How to Adapt Traditional Distillation Methods

Distillation is a widely-used separation technique which uses heat to vaporise liquid mixtures before condensing them back down, isolating their individual components by applying heat. Volatile components are separated from non-volatile ones through this process; typically the volatile fraction is known as heads and the rest hearts and tails (head being highest volume component and tail as lowest). Distillate runs can contain one or both heads or hearts or tails containing low boiling point compounds with undesirable impurities which must be eliminated prior to creating their final spirit product.

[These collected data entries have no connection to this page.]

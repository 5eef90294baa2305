//! Bounded blocking work queue
//!
//! A fixed-capacity ring buffer shared by one producer and many consumers.
//! All state (slots, head, tail, length and the closed flag) sits behind a
//! single mutex; `not_full` wakes a producer waiting for space and
//! `not_empty` wakes consumers waiting for an item or for the queue to
//! close. Termination is the conjunction "empty AND closed", evaluated only
//! while holding the mutex.

use std::sync::{Condvar, Mutex, MutexGuard, PoisonError};

/// Returned by [`BoundedQueue::push`] when the queue was already closed
#[derive(Debug, PartialEq, Eq)]
pub struct QueueClosed<T>(pub T);

struct QueueState<T> {
    slots: Vec<Option<T>>,
    head: usize,
    tail: usize,
    len: usize,
    closed: bool,
}

impl<T> QueueState<T> {
    fn is_full(&self) -> bool {
        self.len == self.slots.len()
    }
}

/// Fixed-capacity blocking FIFO queue
pub struct BoundedQueue<T> {
    state: Mutex<QueueState<T>>,
    not_full: Condvar,
    not_empty: Condvar,
}

impl<T> BoundedQueue<T> {
    /// Create a queue holding at most `capacity` items (minimum 1)
    pub fn new(capacity: usize) -> Self {
        let capacity = capacity.max(1);
        Self {
            state: Mutex::new(QueueState {
                slots: (0..capacity).map(|_| None).collect(),
                head: 0,
                tail: 0,
                len: 0,
                closed: false,
            }),
            not_full: Condvar::new(),
            not_empty: Condvar::new(),
        }
    }

    // Every critical section leaves the state consistent, so a panic in
    // another holder does not invalidate it.
    fn lock(&self) -> MutexGuard<'_, QueueState<T>> {
        self.state.lock().unwrap_or_else(PoisonError::into_inner)
    }

    /// Append an item, blocking while the queue is full.
    ///
    /// Fails, handing the item back, if the queue has been closed.
    pub fn push(&self, item: T) -> Result<(), QueueClosed<T>> {
        let mut state = self.lock();
        while state.is_full() && !state.closed {
            state = self
                .not_full
                .wait(state)
                .unwrap_or_else(PoisonError::into_inner);
        }

        if state.closed {
            return Err(QueueClosed(item));
        }

        let tail = state.tail;
        state.slots[tail] = Some(item);
        state.tail = (tail + 1) % state.slots.len();
        state.len += 1;
        drop(state);

        self.not_empty.notify_one();
        Ok(())
    }

    /// Remove the oldest item, blocking while the queue is empty.
    ///
    /// Returns `None` once the queue is empty and closed.
    pub fn pop(&self) -> Option<T> {
        let mut state = self.lock();
        while state.len == 0 && !state.closed {
            state = self
                .not_empty
                .wait(state)
                .unwrap_or_else(PoisonError::into_inner);
        }

        if state.len == 0 {
            return None;
        }

        let head = state.head;
        let item = state.slots[head].take();
        state.head = (head + 1) % state.slots.len();
        state.len -= 1;
        drop(state);

        self.not_full.notify_one();
        item
    }

    /// Signal that no more items will be pushed.
    ///
    /// Idempotent. Wakes every blocked consumer so they can drain the
    /// remaining items and exit.
    pub fn close(&self) {
        let mut state = self.lock();
        state.closed = true;
        drop(state);

        self.not_empty.notify_all();
        self.not_full.notify_all();
    }

    /// Whether `close` has been called
    pub fn is_closed(&self) -> bool {
        self.lock().closed
    }

    /// Number of items currently queued
    pub fn len(&self) -> usize {
        self.lock().len
    }

    /// Whether the queue is currently empty
    pub fn is_empty(&self) -> bool {
        self.len() == 0
    }

    /// Maximum number of queued items
    pub fn capacity(&self) -> usize {
        self.lock().slots.len()
    }
}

Distillation operates under the assumption that all components in a liquid at a given temperature have their own individual boiling point, and can therefore be separated based on these. Unfortunately, however, liquid mixtures often comprise different azeotropes with differing boiling points which form bands overlapping one another; to create ultra-pure products more chemical separation processes must be used in addition to distillation to remove impurities from distillate.

There are various techniques for breaking an azeotrope and producing pure distillates, including increasing or decreasing pressure, adding or subtracting components from its composition, or physically separating it.

Hybrid processes that use solvent extraction and absorption require considerable amounts of energy to reach high temperatures necessary for volatiles to vaporise from compounds, as well as maintaining suitable pressure in these processes. Achieveing this may present additional challenges for plants.